Dataset excerpts
....

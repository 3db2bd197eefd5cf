//! The markup engine: a reusable, resettable tag pipeline.

use std::collections::{HashMap, HashSet};
use std::sync::LazyLock;

use regex::Regex;

use crate::locale::{MessageOverrides, Messages};
use crate::parser::{Syntax, tokenize};
use crate::tag::Display;
use crate::tree::{self, Element, Node};
use crate::{
    EngineConfig, EngineError, Filter, FilterKind, Hook, HookContext, HookKind, Locale,
    OutputAdapter, RenderContext, Resources, Tag, TagDef, TagOutput, escape_html,
};

static HTML_TAG_RE: LazyLock<Regex> =
    LazyLock::new(|| Regex::new(r"(?s)<!--.*?-->|</?[a-zA-Z][^<>]*>").unwrap());

/// Resource file with per-locale message overrides.
const MESSAGES_FILE: &str = "messages.json";

/// Upper bound on strip passes; each pass that changes the text removes at
/// least one tag, so real input settles long before this.
const MAX_STRIP_PASSES: usize = 64;

/// Bracket-tag markup engine.
///
/// An engine is built once, configured with visibility lists, resource paths
/// and extensions, then reused: each call starts with [`Engine::reset`],
/// which clears every piece of per-call state.
///
/// # Example
///
/// ```
/// use bracket_engine::{Engine, EngineConfig};
///
/// let mut engine = Engine::new("", EngineConfig::default()).unwrap();
/// engine.defaults();
///
/// engine.reset("[b]hello[/b]");
/// assert_eq!(engine.parse().unwrap(), "<b>hello</b>");
///
/// engine.reset("[b]hello[/b]");
/// assert_eq!(engine.strip(false).unwrap(), "hello");
/// ```
pub struct Engine {
    config: EngineConfig,
    input: String,
    call_disabled: bool,
    whitelist: HashSet<String>,
    blacklist: HashSet<String>,
    call_whitelist: HashSet<String>,
    resources: Resources,
    filters: Vec<Box<dyn Filter>>,
    tags: HashMap<&'static str, (&'static TagDef, usize)>,
    hooks: Vec<Box<dyn Hook>>,
    messages: Messages,
    output: Option<Box<dyn OutputAdapter>>,
    started: bool,
    warnings: Vec<String>,
}

impl Engine {
    /// Create an engine with no extensions registered.
    ///
    /// # Errors
    ///
    /// Returns `EngineError::InvalidConfig` if `config` fails validation.
    pub fn new(text: impl Into<String>, config: EngineConfig) -> Result<Self, EngineError> {
        config.validate()?;
        Ok(Self {
            config,
            input: text.into(),
            call_disabled: false,
            whitelist: HashSet::new(),
            blacklist: HashSet::new(),
            call_whitelist: HashSet::new(),
            resources: Resources::new(),
            filters: Vec::new(),
            tags: HashMap::new(),
            hooks: Vec::new(),
            messages: Messages::default(),
            output: None,
            started: false,
            warnings: Vec::new(),
        })
    }

    /// Engine configuration.
    #[must_use]
    pub fn config(&self) -> &EngineConfig {
        &self.config
    }

    /// Current input text.
    #[must_use]
    pub fn input(&self) -> &str {
        &self.input
    }

    /// Restrict rendering to the given tags. Repeated calls add to the list.
    pub fn whitelist<I, S>(&mut self, tags: I) -> &mut Self
    where
        I: IntoIterator<Item = S>,
        S: AsRef<str>,
    {
        extend_lowercase(&mut self.whitelist, tags);
        self
    }

    /// Never render the given tags. Repeated calls add to the list.
    pub fn blacklist<I, S>(&mut self, tags: I) -> &mut Self
    where
        I: IntoIterator<Item = S>,
        S: AsRef<str>,
    {
        extend_lowercase(&mut self.blacklist, tags);
        self
    }

    /// Restrict rendering for the current call only; cleared by [`reset`](Self::reset).
    pub fn call_whitelist<I, S>(&mut self, tags: I) -> &mut Self
    where
        I: IntoIterator<Item = S>,
        S: AsRef<str>,
    {
        extend_lowercase(&mut self.call_whitelist, tags);
        self
    }

    /// Register a resource lookup path.
    pub fn add_path(&mut self, path: impl Into<std::path::PathBuf>) -> &mut Self {
        self.resources.add_path(path);
        self.started = false;
        self
    }

    /// Registered resource lookup.
    #[must_use]
    pub fn resources(&self) -> &Resources {
        &self.resources
    }

    /// Register a filter, replacing any filter with the same name in place.
    pub fn add_filter(&mut self, filter: Box<dyn Filter>) -> &mut Self {
        match self.filters.iter().position(|f| f.name() == filter.name()) {
            Some(index) => self.filters[index] = filter,
            None => self.filters.push(filter),
        }
        self.index_tags();
        self
    }

    /// Register a hook, replacing any hook with the same name in place.
    pub fn add_hook(&mut self, hook: Box<dyn Hook>) -> &mut Self {
        match self.hooks.iter().position(|h| h.name() == hook.name()) {
            Some(index) => self.hooks[index] = hook,
            None => self.hooks.push(hook),
        }
        self.started = false;
        self
    }

    /// Register the default extension set: every built-in filter plus the
    /// `Censor` and `Clickable` hooks.
    pub fn defaults(&mut self) -> &mut Self {
        for kind in FilterKind::DEFAULTS {
            self.add_filter(kind.create());
        }
        for kind in HookKind::DEFAULTS {
            self.add_hook(kind.create());
        }
        self
    }

    /// Names of registered filters, in registration order.
    #[must_use]
    pub fn filters(&self) -> Vec<&str> {
        self.filters.iter().map(|f| f.name()).collect()
    }

    /// Names of registered hooks, in registration order.
    #[must_use]
    pub fn hooks(&self) -> Vec<&str> {
        self.hooks.iter().map(|h| h.name()).collect()
    }

    /// Set the locale used for filter messages.
    pub fn set_locale(&mut self, locale: Locale) -> &mut Self {
        self.messages.set_locale(locale);
        self
    }

    /// Active locale.
    #[must_use]
    pub fn locale(&self) -> Locale {
        self.messages.locale()
    }

    /// Install the adapter filters use to call host helpers.
    pub fn set_output_adapter(&mut self, adapter: Box<dyn OutputAdapter>) -> &mut Self {
        self.output = Some(adapter);
        self
    }

    /// Installed output adapter, if any.
    #[must_use]
    pub fn output_adapter(&self) -> Option<&dyn OutputAdapter> {
        self.output.as_deref()
    }

    /// Replace the input and clear per-call state: the disable flag, the
    /// per-call whitelist and warnings.
    pub fn reset(&mut self, text: impl Into<String>) -> &mut Self {
        self.input = text.into();
        self.call_disabled = false;
        self.call_whitelist.clear();
        self.warnings.clear();
        self
    }

    /// Disable markup for the current call.
    pub fn disable(&mut self, disabled: bool) -> &mut Self {
        self.call_disabled = disabled;
        self
    }

    /// Whether markup is disabled by configuration or for this call.
    #[must_use]
    pub fn is_disabled(&self) -> bool {
        self.config.disabled || self.call_disabled
    }

    /// Whether `tag` passes the blacklist and both whitelists.
    #[must_use]
    pub fn is_allowed(&self, tag: &str) -> bool {
        let tag = tag.to_ascii_lowercase();
        if self.blacklist.contains(&tag) {
            return false;
        }
        (self.whitelist.is_empty() || self.whitelist.contains(&tag))
            && (self.call_whitelist.is_empty() || self.call_whitelist.contains(&tag))
    }

    /// Warnings recorded by the last parse or strip.
    #[must_use]
    pub fn warnings(&self) -> &[String] {
        &self.warnings
    }

    /// Render the current input to HTML.
    ///
    /// # Errors
    ///
    /// Returns `EngineError::Resource` if a hook resource is malformed and
    /// `EngineError::Helper` if a host helper call fails.
    pub fn parse(&mut self) -> Result<String, EngineError> {
        self.startup()?;
        let disabled = self.is_disabled();

        let mut input = collapse_newlines(&self.input, self.config.max_newlines);
        if !disabled {
            for hook in &self.hooks {
                input = hook.before_parse(&input);
            }
        }

        let mut warnings = Vec::new();
        let nodes = self.tree(&input, &mut warnings);

        let html = if disabled {
            let text = self.escape(&flatten(&nodes));
            text.replace('\n', self.config.line_break())
        } else {
            let mut html = self.render_nodes(&nodes, None, false, &mut warnings)?;
            for hook in &self.hooks {
                html = hook.after_parse(&html);
            }
            html
        };

        for warning in &warnings {
            tracing::debug!(warning = %warning, "Markup warning");
        }
        self.warnings = warnings;
        Ok(html)
    }

    /// Remove markup from the current input and return plain text.
    ///
    /// With `also_strip_html`, raw HTML tags and comments embedded in the
    /// input are removed too. Stripping already-stripped text returns it
    /// unchanged.
    ///
    /// # Errors
    ///
    /// Returns `EngineError::Resource` if a hook resource is malformed.
    pub fn strip(&mut self, also_strip_html: bool) -> Result<String, EngineError> {
        self.startup()?;

        let mut warnings = Vec::new();
        let max = self.config.max_newlines;
        let input = collapse_newlines(&self.input, max);
        // Flattening adds newlines for blocks and `br`, so collapse each pass
        let (text, settled) = settle(input, MAX_STRIP_PASSES, |text| {
            collapse_newlines(&self.strip_once(text, also_strip_html, &mut warnings), max)
        });
        if !settled {
            tracing::debug!(
                passes = MAX_STRIP_PASSES,
                len = text.len(),
                "Strip pass limit reached before text settled"
            );
        }

        self.warnings = warnings;
        Ok(text)
    }

    fn strip_once(&self, text: &str, also_strip_html: bool, warnings: &mut Vec<String>) -> String {
        let mut text = text.to_owned();
        for hook in &self.hooks {
            text = hook.before_strip(&text);
        }
        if also_strip_html {
            text = HTML_TAG_RE.replace_all(&text, "").into_owned();
        }

        let nodes = self.tree(&text, warnings);
        let mut text = flatten(&nodes);
        for hook in &self.hooks {
            text = hook.after_strip(&text);
        }
        text
    }

    /// Load hook resources and message overrides once per path set.
    fn startup(&mut self) -> Result<(), EngineError> {
        if self.started {
            return Ok(());
        }
        let overrides: Option<MessageOverrides> = self.resources.load_json(MESSAGES_FILE)?;
        self.messages.set_overrides(overrides.unwrap_or_default());
        for hook in &mut self.hooks {
            hook.startup(&self.resources)?;
        }
        tracing::debug!(
            filters = self.filters.len(),
            hooks = self.hooks.len(),
            paths = self.resources.paths().len(),
            "Engine started"
        );
        self.started = true;
        Ok(())
    }

    fn index_tags(&mut self) {
        self.tags.clear();
        for (index, filter) in self.filters.iter().enumerate() {
            for def in filter.tags() {
                self.tags.insert(def.name, (def, index));
            }
        }
    }

    fn tree(&self, input: &str, warnings: &mut Vec<String>) -> Vec<Node> {
        let syntax = Syntax {
            open: &self.config.open,
            close: &self.config.close,
            strict: self.config.strict_mode,
        };
        let (tokens, token_warnings) = tokenize(input, syntax);
        let (nodes, tree_warnings) = tree::build(tokens, |name| self.tags.get(name).copied());
        warnings.extend(token_warnings);
        warnings.extend(tree_warnings);
        nodes
    }

    fn escape(&self, text: &str) -> String {
        if self.config.escape_html {
            escape_html(text)
        } else {
            text.to_owned()
        }
    }

    fn render_nodes(
        &self,
        nodes: &[Node],
        parent: Option<&Element>,
        in_anchor: bool,
        warnings: &mut Vec<String>,
    ) -> Result<String, EngineError> {
        let structural = parent.is_some_and(|p| p.def.structural);
        let block_parent = parent.is_some_and(|p| p.def.display == Display::Block);
        let mut out = String::new();

        for (index, node) in nodes.iter().enumerate() {
            match node {
                Node::Text(text) => {
                    if structural && text.trim().is_empty() {
                        continue;
                    }
                    let mut text = text.as_str();
                    if index > 0 && is_block(&nodes[index - 1]) {
                        text = text.strip_prefix('\n').unwrap_or(text);
                    }
                    if nodes.get(index + 1).is_some_and(is_block) {
                        text = text.strip_suffix('\n').unwrap_or(text);
                    }
                    if block_parent && index == 0 {
                        text = text.trim_start_matches('\n');
                    }
                    if block_parent && index + 1 == nodes.len() {
                        text = text.trim_end_matches('\n');
                    }
                    out.push_str(&self.render_text(text, in_anchor, structural));
                }
                Node::Element(element) => {
                    out.push_str(&self.render_element(element, in_anchor, warnings)?);
                }
            }
        }
        Ok(out)
    }

    fn render_text(&self, text: &str, in_anchor: bool, structural: bool) -> String {
        let ctx = HookContext {
            config: &self.config,
            in_anchor,
        };
        let mut text = self.escape(text);
        for hook in &self.hooks {
            text = hook.content(&text, &ctx);
        }
        if structural {
            text
        } else {
            text.replace('\n', self.config.line_break())
        }
    }

    fn render_element(
        &self,
        element: &Element,
        in_anchor: bool,
        warnings: &mut Vec<String>,
    ) -> Result<String, EngineError> {
        let def = element.def;
        let content = if def.verbatim {
            let text = element.text();
            let text = text.strip_prefix('\n').unwrap_or(&text);
            self.escape(text.strip_suffix('\n').unwrap_or(text))
        } else {
            self.render_nodes(
                &element.children,
                Some(element),
                in_anchor || def.anchor,
                warnings,
            )?
        };

        if !self.is_allowed(def.name) {
            return Ok(content);
        }

        let tag = Tag {
            name: def.name.to_owned(),
            attrs: def.validate_attrs(&element.attrs),
            text: element.text(),
        };
        let ctx = RenderContext {
            config: &self.config,
            messages: &self.messages,
            output: self.output.as_deref(),
        };
        match self.filters[element.filter].render(&tag, &content, &ctx)? {
            TagOutput::Html(html) => Ok(html),
            TagOutput::Skip => {
                warnings.push(format!("{}: rendered as text", element.raw_open));
                Ok(format!(
                    "{}{content}{}",
                    self.escape(&element.raw_open),
                    self.escape(&element.raw_close)
                ))
            }
        }
    }
}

....

TASK INSTRUCTIONS
Locate the lines above that hold the word "impl". Show every one of them.

RESULT OF THE TASK
impl Engine {
    pub fn new(text: impl Into<String>, config: EngineConfig) -> Result<Self, EngineError> {
    pub fn add_path(&mut self, path: impl Into<std::path::PathBuf>) -> &mut Self {
    pub fn reset(&mut self, text: impl Into<String>) -> &mut Self {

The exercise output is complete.